[Extracted records]
┌──

//! User statistics and streak arithmetic.
//!
//! Streaks count consecutive calendar days with at least one completed
//! session. All comparisons are calendar-day equality, never 24-hour
//! windows; every operation takes `now` explicitly so the rules stay pure.

use chrono::{DateTime, Utc};
use serde::{Deserialize, Serialize};

/// Aggregate user statistics, persisted alongside the session log.
///
/// Invariant after every operation: `longest_streak >= current_streak`.
/// `total_sessions` is a lifetime count; streak logic never decrements it,
/// and neither does session deletion.
#[derive(Debug, Clone, Copy, PartialEq, Eq, Default, Serialize, Deserialize)]
pub struct UserStats {
    #[serde(default)]
    pub current_streak: u32,
    #[serde(default)]
    pub longest_streak: u32,
    #[serde(default)]
    pub total_sessions: u64,
    #[serde(default)]
    pub last_session_date: Option<DateTime<Utc>>,
}

impl UserStats {
    /// Whether a session was already completed on `now`'s calendar day.
    pub fn has_written_today(&self, now: DateTime<Utc>) -> bool {
        self.last_session_date
            .is_some_and(|last| last.date_naive() == now.date_naive())
    }

    /// Whether the last session fell on the day immediately before `now`.
    pub fn wrote_yesterday(&self, now: DateTime<Utc>) -> bool {
        self.last_session_date.is_some_and(|last| {
            now.date_naive()
                .signed_duration_since(last.date_naive())
                .num_days()
                == 1
        })
    }

    /// Update stats after completing a session.
    ///
    /// `total_sessions` always increments; the streak moves at most once
    /// per calendar day.
    pub fn record_session(&mut self, now: DateTime<Utc>) {
        self.total_sessions += 1;

        if !self.has_written_today(now) {
            if self.wrote_yesterday(now) || self.last_session_date.is_none() {
                self.current_streak += 1;
            } else {
                self.current_streak = 1;
            }
            self.longest_streak = self.longest_streak.max(self.current_streak);
        }

        self.last_session_date = Some(now);
    }

    /// Validate the streak at process start; zero it when the last session
    /// is neither today nor yesterday. Longest streak and totals untouched.
    pub fn validate_streak(&mut self, now: DateTime<Utc>) {
        if self.last_session_date.is_none()
            || (!self.has_written_today(now) && !self.wrote_yesterday(now))
        {
            self.current_streak = 0;
        }
    }

    /// Streak broken tomorrow unless the user writes today.
    pub fn streak_at_risk(&self, now: DateTime<Utc>) -> bool {
        !self.has_written_today(now) && self.current_streak > 0
    }

    /// Days left before the streak lapses.
    pub fn days_until_streak_breaks(&self, now: DateTime<Utc>) -> u32 {
        if self.has_written_today(now) {
            2
        } else {
            1
        }
    }

    /// Formatted streak text.
    pub fn streak_text(&self) -> String {
        match self.current_streak {
            0 => "Start your streak!".to_string(),
            1 => "1 day streak".to_string(),
            n => format!("{n} day streak"),
        }
    }

    /// Streak text with the fire marker used on the home screen.
    pub fn streak_display_text(&self) -> String {
        if self.current_streak == 0 {
            "Start your streak today!".to_string()
        } else {
            format!("\u{1F525} {}", self.streak_text())
        }
    }
}

#[cfg(test)]
mod tests {
    use super::*;
    use chrono::{Duration, TimeZone};

    fn at(y: i32, m: u32, d: u32, h: u32) -> DateTime<Utc> {
        Utc.with_ymd_and_hms(y, m, d, h, 0, 0).unwrap()
    }

    #[test]
    fn first_session_starts_streak() {
        let mut stats = UserStats::default();
        stats.record_session(at(2024, 1, 15, 20));
        assert_eq!(stats.current_streak, 1);
        assert_eq!(stats.longest_streak, 1);
        assert_eq!(stats.total_sessions, 1);
        assert!(stats.has_written_today(at(2024, 1, 15, 23)));
    }

    #[test]
    fn same_day_sessions_count_once_toward_streak() {
        let mut stats = UserStats::default();
        stats.record_session(at(2024, 1, 15, 8));
        stats.record_session(at(2024, 1, 15, 21));
        assert_eq!(stats.total_sessions, 2);
        assert_eq!(stats.current_streak, 1);
    }

    #[test]
    fn yesterday_continues_streak() {
        let mut stats = UserStats::default();
        stats.record_session(at(2024, 1, 15, 20));
        stats.record_session(at(2024, 1, 16, 7));
        assert_eq!(stats.current_streak, 2);
        assert_eq!(stats.longest_streak, 2);
    }

    #[test]
    fn calendar_day_not_24h_window() {
        let mut stats = UserStats::default();
        // 23:59 then 00:01 the next day is a continuation even though
        // almost no wall time passed.
        stats.record_session(at(2024, 1, 15, 23));
        stats.record_session(Utc.with_ymd_and_hms(2024, 1, 16, 0, 1, 0).unwrap());
        assert_eq!(stats.current_streak, 2);
    }

    #[test]
    fn gap_resets_streak_to_one() {
        let mut stats = UserStats::default();
        stats.record_session(at(2024, 1, 10, 20));
        stats.record_session(at(2024, 1, 11, 20));
        stats.record_session(at(2024, 1, 14, 20)); // 3 days later
        assert_eq!(stats.current_streak, 1);
        assert_eq!(stats.longest_streak, 2);
    }

    #[test]
    fn longest_streak_never_decreases() {
        let mut stats = UserStats::default();
        let mut day = at(2024, 1, 1, 12);
        let mut longest = 0;
        for gap in [1, 1, 1, 5, 1, 3, 1, 1, 7] {
            stats.record_session(day);
            assert!(stats.longest_streak >= longest);
            assert!(stats.longest_streak >= stats.current_streak);
            longest = stats.longest_streak;
            day += Duration::days(gap);
        }
        assert_eq!(stats.longest_streak, 4);
    }

    #[test]
    fn validate_zeroes_lapsed_streak() {
        let mut stats = UserStats::default();
        stats.record_session(at(2024, 1, 10, 20));
        stats.record_session(at(2024, 1, 11, 20));

        // Relaunch the next day: still valid.
        let mut next_day = stats;
        next_day.validate_streak(at(2024, 1, 12, 9));
        assert_eq!(next_day.current_streak, 2);

        // Relaunch three days later: lapsed.
        let mut later = stats;
        later.validate_streak(at(2024, 1, 14, 9));
        assert_eq!(later.current_streak, 0);
        assert_eq!(later.longest_streak, 2);
        assert_eq!(later.total_sessions, 2);
    }

    #[test]
    fn validate_with_no_sessions_forces_zero() {
        let mut stats = UserStats {
            current_streak: 9,
            longest_streak: 9,
            ..Default::default()
        };
        stats.validate_streak(at(2024, 1, 15, 9));
        assert_eq!(stats.current_streak, 0);
        assert_eq!(stats.longest_streak, 9);
    }

    #[test]
    fn at_risk_flag() {
        let mut stats = UserStats::default();
        stats.record_session(at(2024, 1, 15, 20));
        assert!(!stats.streak_at_risk(at(2024, 1, 15, 22)));
        assert!(stats.streak_at_risk(at(2024, 1, 16, 9)));
        assert_eq!(stats.days_until_streak_breaks(at(2024, 1, 15, 22)), 2);
        assert_eq!(stats.days_until_streak_breaks(at(2024, 1, 16, 9)), 1);
    }

    #[test]
    fn streak_text_forms() {
        let mut stats = UserStats::default();
        assert_eq!(stats.streak_text(), "Start your streak!");
        stats.record_session(at(2024, 1, 15, 20));
        assert_eq!(stats.streak_text(), "1 day streak");
        stats.record_session(at(2024, 1, 16, 20));
        assert_eq!(stats.streak_text(), "2 day streak");
        assert!(stats.streak_display_text().contains("2 day streak"));
    }
}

└──

• Exercise description
The expected answer is a number and nothing else: how many lines above include the word "later".

• Answer to the problem
7